Data records START
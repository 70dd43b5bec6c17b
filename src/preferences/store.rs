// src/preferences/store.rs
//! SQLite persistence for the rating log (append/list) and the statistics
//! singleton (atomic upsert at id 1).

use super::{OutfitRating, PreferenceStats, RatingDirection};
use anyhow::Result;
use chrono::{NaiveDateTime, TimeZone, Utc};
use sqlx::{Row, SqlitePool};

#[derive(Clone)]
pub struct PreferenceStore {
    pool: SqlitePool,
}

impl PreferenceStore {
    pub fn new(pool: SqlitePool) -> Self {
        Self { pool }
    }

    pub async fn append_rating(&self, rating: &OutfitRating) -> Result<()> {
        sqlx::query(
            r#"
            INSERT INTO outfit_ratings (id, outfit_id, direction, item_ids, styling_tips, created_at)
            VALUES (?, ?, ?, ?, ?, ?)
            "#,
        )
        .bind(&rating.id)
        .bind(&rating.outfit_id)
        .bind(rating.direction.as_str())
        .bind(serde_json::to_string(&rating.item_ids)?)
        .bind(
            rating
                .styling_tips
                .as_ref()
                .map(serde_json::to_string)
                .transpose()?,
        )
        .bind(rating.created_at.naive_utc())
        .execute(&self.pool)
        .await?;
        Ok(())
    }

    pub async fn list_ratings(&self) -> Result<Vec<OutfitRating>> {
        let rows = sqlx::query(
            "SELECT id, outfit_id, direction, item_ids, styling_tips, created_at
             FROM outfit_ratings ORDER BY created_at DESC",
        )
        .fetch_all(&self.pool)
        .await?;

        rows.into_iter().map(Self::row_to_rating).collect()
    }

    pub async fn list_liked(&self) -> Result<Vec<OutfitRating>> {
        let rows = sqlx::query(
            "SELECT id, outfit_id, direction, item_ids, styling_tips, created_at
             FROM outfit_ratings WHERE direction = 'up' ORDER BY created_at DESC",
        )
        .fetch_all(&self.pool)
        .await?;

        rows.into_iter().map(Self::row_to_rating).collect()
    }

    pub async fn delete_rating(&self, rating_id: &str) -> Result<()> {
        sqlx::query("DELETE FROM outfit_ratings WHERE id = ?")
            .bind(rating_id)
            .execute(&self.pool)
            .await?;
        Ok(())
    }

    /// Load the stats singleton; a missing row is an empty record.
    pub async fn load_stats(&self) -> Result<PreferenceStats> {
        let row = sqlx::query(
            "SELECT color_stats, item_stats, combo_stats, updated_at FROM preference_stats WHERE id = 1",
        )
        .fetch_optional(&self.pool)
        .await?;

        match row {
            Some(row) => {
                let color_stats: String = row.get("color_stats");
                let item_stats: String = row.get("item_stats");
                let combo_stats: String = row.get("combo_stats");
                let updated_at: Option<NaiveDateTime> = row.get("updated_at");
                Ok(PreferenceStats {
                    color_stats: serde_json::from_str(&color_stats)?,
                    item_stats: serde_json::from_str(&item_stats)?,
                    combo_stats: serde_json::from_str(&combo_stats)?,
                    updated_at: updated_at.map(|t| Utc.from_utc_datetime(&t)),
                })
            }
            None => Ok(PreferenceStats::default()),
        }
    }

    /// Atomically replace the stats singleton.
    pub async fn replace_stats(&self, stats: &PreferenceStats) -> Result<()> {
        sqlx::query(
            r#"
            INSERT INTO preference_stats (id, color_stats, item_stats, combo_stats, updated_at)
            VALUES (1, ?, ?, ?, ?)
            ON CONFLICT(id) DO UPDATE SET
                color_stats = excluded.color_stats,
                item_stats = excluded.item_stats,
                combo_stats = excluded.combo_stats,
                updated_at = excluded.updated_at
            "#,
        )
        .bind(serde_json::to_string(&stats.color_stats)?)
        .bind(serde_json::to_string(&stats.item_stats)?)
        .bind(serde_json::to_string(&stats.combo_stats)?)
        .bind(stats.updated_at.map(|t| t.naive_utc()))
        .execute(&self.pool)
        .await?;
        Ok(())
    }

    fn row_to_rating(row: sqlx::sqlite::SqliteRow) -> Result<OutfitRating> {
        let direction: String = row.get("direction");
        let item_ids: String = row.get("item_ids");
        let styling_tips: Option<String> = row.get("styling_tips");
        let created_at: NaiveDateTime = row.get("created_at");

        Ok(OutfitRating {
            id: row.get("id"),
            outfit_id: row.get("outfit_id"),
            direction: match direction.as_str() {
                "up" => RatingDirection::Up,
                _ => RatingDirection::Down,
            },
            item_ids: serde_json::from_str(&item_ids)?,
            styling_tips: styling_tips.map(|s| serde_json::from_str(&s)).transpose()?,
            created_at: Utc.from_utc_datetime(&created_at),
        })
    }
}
Data records END
Data records START
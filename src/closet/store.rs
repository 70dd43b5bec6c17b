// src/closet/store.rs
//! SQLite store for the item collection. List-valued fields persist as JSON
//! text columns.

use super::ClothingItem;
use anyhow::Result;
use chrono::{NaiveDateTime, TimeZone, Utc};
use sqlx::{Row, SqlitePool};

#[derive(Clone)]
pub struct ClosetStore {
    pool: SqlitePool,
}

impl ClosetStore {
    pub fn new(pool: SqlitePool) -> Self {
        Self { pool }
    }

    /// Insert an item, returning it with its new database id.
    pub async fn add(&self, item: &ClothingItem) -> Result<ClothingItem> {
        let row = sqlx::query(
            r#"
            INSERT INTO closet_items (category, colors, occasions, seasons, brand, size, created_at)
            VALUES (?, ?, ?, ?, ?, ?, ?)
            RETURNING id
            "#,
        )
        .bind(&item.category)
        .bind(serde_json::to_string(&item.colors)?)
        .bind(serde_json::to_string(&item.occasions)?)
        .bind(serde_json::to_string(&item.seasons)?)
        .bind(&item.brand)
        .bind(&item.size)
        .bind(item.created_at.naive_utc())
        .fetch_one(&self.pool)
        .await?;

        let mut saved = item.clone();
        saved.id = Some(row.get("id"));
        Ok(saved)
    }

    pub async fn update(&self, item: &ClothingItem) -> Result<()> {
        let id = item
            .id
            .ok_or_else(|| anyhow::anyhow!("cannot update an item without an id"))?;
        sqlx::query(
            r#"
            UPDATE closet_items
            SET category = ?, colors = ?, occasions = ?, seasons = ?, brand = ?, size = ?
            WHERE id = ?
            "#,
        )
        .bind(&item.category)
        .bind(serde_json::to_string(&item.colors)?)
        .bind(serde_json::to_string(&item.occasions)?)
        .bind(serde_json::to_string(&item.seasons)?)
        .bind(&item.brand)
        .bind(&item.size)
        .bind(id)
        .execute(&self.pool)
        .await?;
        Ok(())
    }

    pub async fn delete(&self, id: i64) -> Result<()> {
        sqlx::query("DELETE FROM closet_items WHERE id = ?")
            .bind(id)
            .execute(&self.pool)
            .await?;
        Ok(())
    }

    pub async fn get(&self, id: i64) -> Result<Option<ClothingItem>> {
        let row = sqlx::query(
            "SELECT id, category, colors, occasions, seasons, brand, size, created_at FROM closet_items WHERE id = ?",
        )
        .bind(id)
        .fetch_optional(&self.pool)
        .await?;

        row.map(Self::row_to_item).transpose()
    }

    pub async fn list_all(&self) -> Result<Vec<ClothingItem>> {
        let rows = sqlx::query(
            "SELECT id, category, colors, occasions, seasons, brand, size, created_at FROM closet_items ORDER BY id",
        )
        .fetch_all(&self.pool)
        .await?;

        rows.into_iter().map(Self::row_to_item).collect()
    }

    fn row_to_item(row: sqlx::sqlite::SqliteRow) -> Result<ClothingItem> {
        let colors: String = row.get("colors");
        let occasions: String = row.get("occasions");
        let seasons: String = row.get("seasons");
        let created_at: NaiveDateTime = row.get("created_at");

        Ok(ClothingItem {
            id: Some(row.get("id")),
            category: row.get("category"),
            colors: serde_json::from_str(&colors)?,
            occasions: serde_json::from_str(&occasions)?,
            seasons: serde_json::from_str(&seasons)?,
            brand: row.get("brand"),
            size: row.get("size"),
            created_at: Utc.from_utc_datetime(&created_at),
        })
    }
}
Data records END
Data records START
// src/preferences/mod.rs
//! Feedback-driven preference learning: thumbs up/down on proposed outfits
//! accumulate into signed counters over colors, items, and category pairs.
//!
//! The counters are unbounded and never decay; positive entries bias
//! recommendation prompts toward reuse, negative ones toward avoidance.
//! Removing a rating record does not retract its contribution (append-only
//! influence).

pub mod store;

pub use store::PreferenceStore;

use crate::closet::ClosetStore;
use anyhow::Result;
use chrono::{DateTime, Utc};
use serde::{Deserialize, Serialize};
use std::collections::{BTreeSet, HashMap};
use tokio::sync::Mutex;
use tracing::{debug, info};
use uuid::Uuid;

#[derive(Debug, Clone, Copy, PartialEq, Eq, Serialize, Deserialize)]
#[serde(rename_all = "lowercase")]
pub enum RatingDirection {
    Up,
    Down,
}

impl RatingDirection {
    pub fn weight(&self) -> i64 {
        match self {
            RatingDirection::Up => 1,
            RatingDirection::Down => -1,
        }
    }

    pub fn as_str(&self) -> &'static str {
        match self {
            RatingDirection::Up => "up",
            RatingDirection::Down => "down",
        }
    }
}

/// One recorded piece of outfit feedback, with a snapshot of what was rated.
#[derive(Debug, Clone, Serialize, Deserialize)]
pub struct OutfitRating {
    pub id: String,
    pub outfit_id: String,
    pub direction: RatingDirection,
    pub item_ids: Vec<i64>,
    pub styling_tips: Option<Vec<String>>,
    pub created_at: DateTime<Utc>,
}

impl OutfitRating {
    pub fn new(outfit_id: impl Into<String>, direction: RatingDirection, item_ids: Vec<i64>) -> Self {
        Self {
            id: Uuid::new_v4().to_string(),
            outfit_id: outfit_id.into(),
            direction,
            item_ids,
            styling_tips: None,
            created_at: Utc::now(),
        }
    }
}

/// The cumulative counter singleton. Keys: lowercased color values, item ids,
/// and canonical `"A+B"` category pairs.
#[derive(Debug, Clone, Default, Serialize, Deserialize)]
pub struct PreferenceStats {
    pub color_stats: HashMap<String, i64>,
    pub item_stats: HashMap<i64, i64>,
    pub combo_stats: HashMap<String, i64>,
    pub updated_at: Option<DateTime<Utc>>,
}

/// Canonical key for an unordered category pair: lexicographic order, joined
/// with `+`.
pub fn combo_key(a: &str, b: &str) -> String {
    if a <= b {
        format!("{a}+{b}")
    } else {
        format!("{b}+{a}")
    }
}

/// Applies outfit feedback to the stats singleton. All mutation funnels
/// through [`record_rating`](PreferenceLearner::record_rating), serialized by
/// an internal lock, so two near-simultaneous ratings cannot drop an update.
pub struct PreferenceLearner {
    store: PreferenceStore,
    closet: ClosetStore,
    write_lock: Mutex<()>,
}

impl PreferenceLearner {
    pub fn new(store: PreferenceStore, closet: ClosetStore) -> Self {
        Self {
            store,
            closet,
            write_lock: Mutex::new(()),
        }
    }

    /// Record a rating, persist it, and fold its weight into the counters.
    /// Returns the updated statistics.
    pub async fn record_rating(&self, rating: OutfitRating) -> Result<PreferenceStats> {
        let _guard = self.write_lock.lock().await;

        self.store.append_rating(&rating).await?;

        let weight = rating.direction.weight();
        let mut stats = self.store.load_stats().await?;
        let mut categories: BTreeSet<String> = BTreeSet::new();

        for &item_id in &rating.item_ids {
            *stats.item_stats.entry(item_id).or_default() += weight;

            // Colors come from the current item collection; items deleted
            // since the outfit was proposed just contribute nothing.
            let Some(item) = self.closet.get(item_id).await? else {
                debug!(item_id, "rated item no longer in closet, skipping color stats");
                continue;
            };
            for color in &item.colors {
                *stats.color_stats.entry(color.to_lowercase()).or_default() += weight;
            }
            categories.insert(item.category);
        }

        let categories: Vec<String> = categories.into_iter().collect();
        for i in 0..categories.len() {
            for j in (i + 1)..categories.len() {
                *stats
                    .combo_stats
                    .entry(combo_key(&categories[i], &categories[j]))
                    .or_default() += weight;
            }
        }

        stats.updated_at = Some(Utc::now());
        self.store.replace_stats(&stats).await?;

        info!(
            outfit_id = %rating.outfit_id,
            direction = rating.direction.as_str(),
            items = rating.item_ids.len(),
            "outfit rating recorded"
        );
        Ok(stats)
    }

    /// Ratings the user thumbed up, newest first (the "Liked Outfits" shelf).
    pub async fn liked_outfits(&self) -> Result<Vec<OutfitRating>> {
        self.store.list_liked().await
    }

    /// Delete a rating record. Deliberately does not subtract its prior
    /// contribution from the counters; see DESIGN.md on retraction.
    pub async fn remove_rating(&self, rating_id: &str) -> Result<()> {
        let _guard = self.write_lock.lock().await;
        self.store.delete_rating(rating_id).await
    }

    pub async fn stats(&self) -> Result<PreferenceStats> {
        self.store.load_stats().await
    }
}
Data records END
> **What to work on**
Take every line from the data above that holds "BTreeSet" and copy it out.

> **Response to the task**
use std::collections::{BTreeSet, HashMap};
        let mut categories: BTreeSet<String> = BTreeSet::new();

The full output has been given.